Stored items

◇ ◇ ◇

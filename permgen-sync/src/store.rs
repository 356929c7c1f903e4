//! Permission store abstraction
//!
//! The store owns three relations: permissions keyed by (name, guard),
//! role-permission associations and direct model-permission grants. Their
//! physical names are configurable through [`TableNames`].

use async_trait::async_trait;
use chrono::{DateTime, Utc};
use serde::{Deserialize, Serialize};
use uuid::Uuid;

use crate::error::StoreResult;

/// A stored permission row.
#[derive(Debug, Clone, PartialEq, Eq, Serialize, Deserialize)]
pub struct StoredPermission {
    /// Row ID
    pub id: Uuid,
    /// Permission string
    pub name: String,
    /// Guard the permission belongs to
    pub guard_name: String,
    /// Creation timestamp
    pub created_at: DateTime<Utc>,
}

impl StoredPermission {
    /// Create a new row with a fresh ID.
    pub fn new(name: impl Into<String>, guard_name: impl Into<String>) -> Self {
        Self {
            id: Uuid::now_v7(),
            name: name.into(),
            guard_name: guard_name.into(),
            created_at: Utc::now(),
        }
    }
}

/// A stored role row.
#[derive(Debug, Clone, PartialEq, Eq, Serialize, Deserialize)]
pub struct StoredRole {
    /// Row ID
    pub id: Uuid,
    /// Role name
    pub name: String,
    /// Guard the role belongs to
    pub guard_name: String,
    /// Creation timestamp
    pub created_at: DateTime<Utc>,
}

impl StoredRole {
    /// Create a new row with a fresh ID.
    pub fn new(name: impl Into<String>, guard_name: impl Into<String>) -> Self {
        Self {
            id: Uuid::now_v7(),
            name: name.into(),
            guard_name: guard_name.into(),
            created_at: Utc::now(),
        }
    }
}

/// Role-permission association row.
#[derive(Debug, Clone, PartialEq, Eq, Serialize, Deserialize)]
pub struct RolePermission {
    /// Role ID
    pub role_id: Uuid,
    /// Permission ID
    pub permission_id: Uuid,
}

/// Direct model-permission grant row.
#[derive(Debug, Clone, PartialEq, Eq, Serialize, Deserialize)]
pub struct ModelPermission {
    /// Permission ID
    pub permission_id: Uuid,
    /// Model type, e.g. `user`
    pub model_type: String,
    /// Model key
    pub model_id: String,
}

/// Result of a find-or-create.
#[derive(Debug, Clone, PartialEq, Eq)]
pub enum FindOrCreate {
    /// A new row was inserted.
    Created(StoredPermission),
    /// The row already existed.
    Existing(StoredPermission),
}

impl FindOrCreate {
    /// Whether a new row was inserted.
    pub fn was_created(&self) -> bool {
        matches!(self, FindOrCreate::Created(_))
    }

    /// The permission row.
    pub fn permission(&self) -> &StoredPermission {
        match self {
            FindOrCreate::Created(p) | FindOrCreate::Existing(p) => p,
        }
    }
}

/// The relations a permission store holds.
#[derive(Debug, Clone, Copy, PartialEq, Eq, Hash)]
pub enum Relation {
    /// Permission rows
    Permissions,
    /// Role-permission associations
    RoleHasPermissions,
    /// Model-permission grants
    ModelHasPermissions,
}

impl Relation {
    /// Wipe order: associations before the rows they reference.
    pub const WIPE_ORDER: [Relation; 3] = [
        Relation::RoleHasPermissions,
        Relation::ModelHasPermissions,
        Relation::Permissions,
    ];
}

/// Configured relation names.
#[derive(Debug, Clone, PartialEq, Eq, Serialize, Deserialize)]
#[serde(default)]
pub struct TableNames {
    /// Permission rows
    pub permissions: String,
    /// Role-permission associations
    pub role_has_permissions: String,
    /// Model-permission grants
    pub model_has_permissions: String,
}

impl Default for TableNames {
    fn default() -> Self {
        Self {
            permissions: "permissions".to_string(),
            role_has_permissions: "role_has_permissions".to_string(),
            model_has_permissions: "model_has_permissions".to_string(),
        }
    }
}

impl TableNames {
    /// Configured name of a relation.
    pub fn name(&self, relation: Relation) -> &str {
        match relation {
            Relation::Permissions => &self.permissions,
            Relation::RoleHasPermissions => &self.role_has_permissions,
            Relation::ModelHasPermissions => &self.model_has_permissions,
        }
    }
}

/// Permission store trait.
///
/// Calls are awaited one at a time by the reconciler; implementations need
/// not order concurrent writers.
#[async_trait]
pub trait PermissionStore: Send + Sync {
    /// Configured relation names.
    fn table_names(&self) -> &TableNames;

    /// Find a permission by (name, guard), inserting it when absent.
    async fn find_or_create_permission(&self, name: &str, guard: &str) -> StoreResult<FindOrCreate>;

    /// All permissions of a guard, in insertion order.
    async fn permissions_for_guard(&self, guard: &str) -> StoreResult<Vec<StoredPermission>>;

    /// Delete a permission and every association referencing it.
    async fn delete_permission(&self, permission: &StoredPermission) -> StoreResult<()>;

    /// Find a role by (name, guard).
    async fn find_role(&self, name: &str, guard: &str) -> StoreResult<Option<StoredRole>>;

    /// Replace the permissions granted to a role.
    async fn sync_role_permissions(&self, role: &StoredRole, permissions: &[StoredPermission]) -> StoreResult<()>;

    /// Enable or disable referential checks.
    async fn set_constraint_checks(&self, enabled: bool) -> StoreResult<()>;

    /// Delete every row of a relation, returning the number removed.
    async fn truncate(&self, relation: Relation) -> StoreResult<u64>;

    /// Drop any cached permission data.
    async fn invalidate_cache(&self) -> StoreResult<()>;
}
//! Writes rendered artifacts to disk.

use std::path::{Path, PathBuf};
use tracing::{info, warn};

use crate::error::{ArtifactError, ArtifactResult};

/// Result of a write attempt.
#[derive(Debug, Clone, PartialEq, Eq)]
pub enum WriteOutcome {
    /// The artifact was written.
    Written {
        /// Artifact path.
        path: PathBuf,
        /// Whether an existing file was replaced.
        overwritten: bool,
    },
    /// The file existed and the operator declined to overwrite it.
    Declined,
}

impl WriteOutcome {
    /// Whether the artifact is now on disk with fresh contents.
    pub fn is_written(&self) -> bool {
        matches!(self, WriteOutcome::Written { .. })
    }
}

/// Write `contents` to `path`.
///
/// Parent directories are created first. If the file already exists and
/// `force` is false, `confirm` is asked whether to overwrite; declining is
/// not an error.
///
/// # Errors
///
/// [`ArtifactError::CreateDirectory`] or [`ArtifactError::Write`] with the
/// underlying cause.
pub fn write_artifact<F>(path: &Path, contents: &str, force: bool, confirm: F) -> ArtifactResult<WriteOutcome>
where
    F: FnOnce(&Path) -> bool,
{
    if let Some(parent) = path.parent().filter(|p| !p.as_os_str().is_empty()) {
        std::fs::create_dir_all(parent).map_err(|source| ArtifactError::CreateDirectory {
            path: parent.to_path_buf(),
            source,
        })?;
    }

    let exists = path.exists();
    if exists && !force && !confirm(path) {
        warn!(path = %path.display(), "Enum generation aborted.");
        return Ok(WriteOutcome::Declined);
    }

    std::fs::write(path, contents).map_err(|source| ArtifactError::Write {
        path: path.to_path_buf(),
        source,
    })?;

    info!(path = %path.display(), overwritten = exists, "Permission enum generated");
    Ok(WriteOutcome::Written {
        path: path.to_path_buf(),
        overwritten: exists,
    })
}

◇ ◇ ◇

Would you filter the entries above and keep each line that has the word "StoredRole"?

pub struct StoredRole {
impl StoredRole {
    async fn find_role(&self, name: &str, guard: &str) -> StoreResult<Option<StoredRole>>;
    async fn sync_role_permissions(&self, role: &StoredRole, permissions: &[StoredPermission]) -> StoreResult<()>;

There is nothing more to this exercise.